### What you have to do
Collect every line below that contains the word "LowerRight".
#### Records for the task ####
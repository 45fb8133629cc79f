//! QR placement: size selection and anchor positioning.

/// Width and height of a page in PDF points, taken from its `/MediaBox`.
#[derive(Debug, Clone, Copy, PartialEq)]
pub struct PageDimensions {
    pub width: f64,
    pub height: f64,
}

/// The nine page positions a QR code can be anchored to.
#[derive(Debug, Clone, Copy, PartialEq, Eq, Default)]
pub enum Anchor {
    #[default]
    UpperLeft,
    UpperCenter,
    UpperRight,
    MiddleLeft,
    MiddleCenter,
    MiddleRight,
    LowerLeft,
    LowerCenter,
    LowerRight,
}

impl Anchor {
    /// Parse a position name, defaulting to the upper-left corner for
    /// anything unrecognized.
    pub fn from_name(name: &str) -> Anchor {
        match name {
            "upper-center" => Anchor::UpperCenter,
            "upper-right" => Anchor::UpperRight,
            "middle-left" => Anchor::MiddleLeft,
            "middle-center" => Anchor::MiddleCenter,
            "middle-right" => Anchor::MiddleRight,
            "lower-left" => Anchor::LowerLeft,
            "lower-center" => Anchor::LowerCenter,
            "lower-right" => Anchor::LowerRight,
            _ => Anchor::UpperLeft,
        }
    }
}

const EDGE_MARGIN: f64 = 20.0;
const MIN_SIZE: f64 = 100.0;
const MAX_SIZE: f64 = 1500.0;

/// Pick the rendered QR size for a page. Scaled from the shorter page
/// edge, with larger pages getting a proportionally larger code so it
/// stays scannable when printed.
pub fn target_qr_size(dims: PageDimensions) -> f64 {
    let m = dims.width.min(dims.height);
    let pct = if m > 3000.0 {
        0.25
    } else if m > 1500.0 {
        0.22
    } else {
        0.20
    };
    (m * pct).clamp(MIN_SIZE, MAX_SIZE)
}

/// Lower-left corner of a square of side `size` at `anchor`, inset 20pt
/// from the page edges. PDF user space has its origin at the lower left.
pub fn anchor_position(dims: PageDimensions, anchor: Anchor, size: f64) -> (f64, f64) {
    let left = EDGE_MARGIN;
    let right = dims.width - EDGE_MARGIN - size;
    let center_x = (dims.width - size) / 2.0;
    let bottom = EDGE_MARGIN;
    let top = dims.height - EDGE_MARGIN - size;
    let middle_y = (dims.height - size) / 2.0;

    match anchor {
        Anchor::UpperLeft => (left, top),
        Anchor::UpperCenter => (center_x, top),
        Anchor::UpperRight => (right, top),
        Anchor::MiddleLeft => (left, middle_y),
        Anchor::MiddleCenter => (center_x, middle_y),
        Anchor::MiddleRight => (right, middle_y),
        Anchor::LowerLeft => (left, bottom),
        Anchor::LowerCenter => (center_x, bottom),
        Anchor::LowerRight => (right, bottom),
    }
}


#[cfg(test)]
mod proptests {
    use super::*;
    use proptest::prelude::*;

    const ANCHORS: [Anchor; 9] = [
        Anchor::UpperLeft,
        Anchor::UpperCenter,
        Anchor::UpperRight,
        Anchor::MiddleLeft,
        Anchor::MiddleCenter,
        Anchor::MiddleRight,
        Anchor::LowerLeft,
        Anchor::LowerCenter,
        Anchor::LowerRight,
    ];

    proptest! {
        /// Any anchor keeps the square inside the page whenever the page
        /// is large enough to hold it plus both margins.
        #[test]
        fn square_stays_on_page(
            w in 300.0f64..5000.0,
            h in 300.0f64..5000.0,
            idx in 0usize..9,
        ) {
            let dims = PageDimensions { width: w, height: h };
            let size = target_qr_size(dims);
            prop_assume!(size + 2.0 * 20.0 <= w && size + 2.0 * 20.0 <= h);
            let (x, y) = anchor_position(dims, ANCHORS[idx], size);
            prop_assert!(x >= 20.0 - 1e-9);
            prop_assert!(y >= 20.0 - 1e-9);
            prop_assert!(x + size <= w - 20.0 + 1e-9);
            prop_assert!(y + size <= h - 20.0 + 1e-9);
        }
    }
}
//! PDF sealing engine: QR overlays via incremental update.
//!
//! The engine never rewrites a document it seals. Input is first
//! normalized through [`normalize`] so classic objects and xref tables
//! are visible in the byte stream, then [`embed`](embed::embed) appends
//! an update section containing the QR Form XObject, a per-page overlay
//! stream, the patched page, a classic xref table, and a trailer
//! chained with `/Prev`. A `% ORIGLEN=<n>` comment records the original
//! length so [`detach`](detach::detach) can restore the exact bytes
//! that were hashed at signing time.

pub mod detach;
pub mod draw;
pub mod embed;
pub mod error;
pub mod layout;
pub mod normalize;
pub mod object;
pub mod pages;
pub mod patch;
pub mod qr;
pub mod scan;
pub mod trailer;

pub use detach::{detach, Detached};
pub use embed::{embed, EmbedRequest};
pub use error::SealError;
pub use layout::{Anchor, PageDimensions};
pub use normalize::{normalize, NormalizedPdf};
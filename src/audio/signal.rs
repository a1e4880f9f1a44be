//! Snapshot of the audio analysis read by the renderer.

/// Band levels and beat state at one analysis tick
#[derive(Debug, Clone, Copy, PartialEq, Default)]
pub struct AudioSignal {
    /// Smoothed low-band level in [0, 1]
    pub bass: f32,

    /// Smoothed mid-band level in [0, 1]
    pub mid: f32,

    /// Smoothed high-band level in [0, 1]
    pub high: f32,

    /// Decaying beat pulse in [0, 1], 1 right at a beat
    pub beat: f32,

    /// A beat was detected during the tick that produced this snapshot
    pub beat_detected: bool,
}

impl AudioSignal {
    /// No audio at all
    pub fn silent() -> Self {
        Self::default()
    }
}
####
### Written answer
    LowerRight,
            "lower-right" => Anchor::LowerRight,
        Anchor::LowerRight => (right, bottom),
        Anchor::LowerRight,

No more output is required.